"""

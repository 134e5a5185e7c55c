//! Structured triangle grids on the integer lattice.
//!
//! A grid of `xsize × ysize` nodes puts node `i * ysize + j` at `(i, j)`.
//! Every lattice cell has corners
//!
//! ```text
//!   3 - 2
//!   | 4 |
//!   0 - 1
//! ```
//!
//! where `4` is the cell centre (cross-wise grids only). The grid kind
//! decides how a cell is cut into triangles.

use std::fmt;
use std::str::FromStr;

use serde::{Deserialize, Serialize};

use crate::geometry::Point2;
use crate::mesh_error::AmrError;
use crate::topology::trimesh::{TriMesh, Triangle};

/// How lattice cells are cut into triangles.
#[derive(Clone, Copy, Debug, PartialEq, Eq, Hash, Serialize, Deserialize)]
#[serde(rename_all = "kebab-case")]
pub enum GridKind {
    /// Cut along `0–2`: triangles `0-1-2`, `2-3-0`.
    EastSlope,
    /// Cut along `1–3`: triangles `1-2-3`, `3-0-1`.
    WestSlope,
    /// Chequerboard of east and west cuts, east on even cells.
    EastSnake,
    /// Chequerboard of west and east cuts, west on even cells.
    WestSnake,
    /// Four triangles around the cell centre.
    CrossWise,
}

const TRIS_EAST: [[usize; 3]; 2] = [[0, 1, 2], [2, 3, 0]];
const TRIS_WEST: [[usize; 3]; 2] = [[1, 2, 3], [3, 0, 1]];
const TRIS_CROSS: [[usize; 3]; 4] = [[4, 3, 0], [4, 0, 1], [4, 1, 2], [4, 2, 3]];

impl GridKind {
    pub const ALL: [GridKind; 5] = [
        GridKind::EastSlope,
        GridKind::WestSlope,
        GridKind::EastSnake,
        GridKind::WestSnake,
        GridKind::CrossWise,
    ];

    pub fn as_str(self) -> &'static str {
        match self {
            GridKind::EastSlope => "east-slope",
            GridKind::WestSlope => "west-slope",
            GridKind::EastSnake => "east-snake",
            GridKind::WestSnake => "west-snake",
            GridKind::CrossWise => "cross-wise",
        }
    }
}

impl fmt::Display for GridKind {
    fn fmt(&self, f: &mut fmt::Formatter<'_>) -> fmt::Result {
        f.write_str(self.as_str())
    }
}

impl FromStr for GridKind {
    type Err = AmrError;

    fn from_str(s: &str) -> Result<Self, Self::Err> {
        GridKind::ALL
            .into_iter()
            .find(|k| k.as_str() == s)
            .ok_or_else(|| AmrError::UnknownGridKind(s.to_owned()))
    }
}

/// Corner node numbers of the lattice cells, cell `(i, j)` at `i * (ysize - 1) + j`.
fn lattice_cells(xsize: usize, ysize: usize) -> Vec<[usize; 4]> {
    let node = |i: usize, j: usize| i * ysize + j;
    (0..xsize - 1)
        .flat_map(|i| {
            (0..ysize - 1).map(move |j| {
                [node(i, j), node(i + 1, j), node(i + 1, j + 1), node(i, j + 1)]
            })
        })
        .collect()
}

fn lattice_points(xsize: usize, ysize: usize, shift: f64) -> impl Iterator<Item = Point2> {
    (0..xsize).flat_map(move |i| {
        (0..ysize).map(move |j| Point2::new(i as f64 + shift, j as f64 + shift))
    })
}

fn cut<const N: usize, const K: usize>(cell: &[usize; N], paths: &[[usize; 3]; K]) -> [Triangle; K] {
    (*paths).map(|p| p.map(|c| cell[c]))
}

/// Triangle grid with `xsize × ysize` nodes; both sizes are raised to 2 at least.
pub fn trigrid(xsize: usize, ysize: usize, kind: GridKind) -> TriMesh {
    let (xsize, ysize) = (xsize.max(2), ysize.max(2));
    let cells = lattice_cells(xsize, ysize);
    let mut points: Vec<Point2> = lattice_points(xsize, ysize, 0.0).collect();

    let triangs: Vec<Triangle> = match kind {
        GridKind::EastSlope => cells.iter().flat_map(|c| cut(c, &TRIS_EAST)).collect(),
        GridKind::WestSlope => cells.iter().flat_map(|c| cut(c, &TRIS_WEST)).collect(),
        GridKind::EastSnake | GridKind::WestSnake => {
            let (first, second) = match kind {
                GridKind::EastSnake => (&TRIS_EAST, &TRIS_WEST),
                _ => (&TRIS_WEST, &TRIS_EAST),
            };
            let ncols = ysize - 1;
            let even = |k: usize| (k / ncols) % 2 == (k % ncols) % 2;
            let (evens, odds): (Vec<_>, Vec<_>) =
                cells.iter().enumerate().partition(|(k, _)| even(*k));
            evens
                .into_iter()
                .flat_map(|(_, c)| cut(c, first))
                .chain(odds.into_iter().flat_map(|(_, c)| cut(c, second)))
                .collect()
        }
        GridKind::CrossWise => {
            let offset = points.len();
            points.extend(lattice_points(xsize - 1, ysize - 1, 0.5));
            cells
                .iter()
                .enumerate()
                .flat_map(|(k, c)| cut(&[c[0], c[1], c[2], c[3], offset + k], &TRIS_CROSS))
                .collect()
        }
    };
    log::debug!(
        "trigrid {kind}: {} points, {} triangles",
        points.len(),
        triangs.len()
    );
    TriMesh::from_parts(points, triangs)
}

"""

→ WHAT YOU ARE ASKED TO DO
Return each line from the material that includes the string "triangles".

→ WRITTEN RESPONSE
//! decides how a cell is cut into triangles.
/// How lattice cells are cut into triangles.
    /// Cut along `0–2`: triangles `0-1-2`, `2-3-0`.
    /// Cut along `1–3`: triangles `1-2-3`, `3-0-1`.
    /// Four triangles around the cell centre.
        "trigrid {kind}: {} points, {} triangles",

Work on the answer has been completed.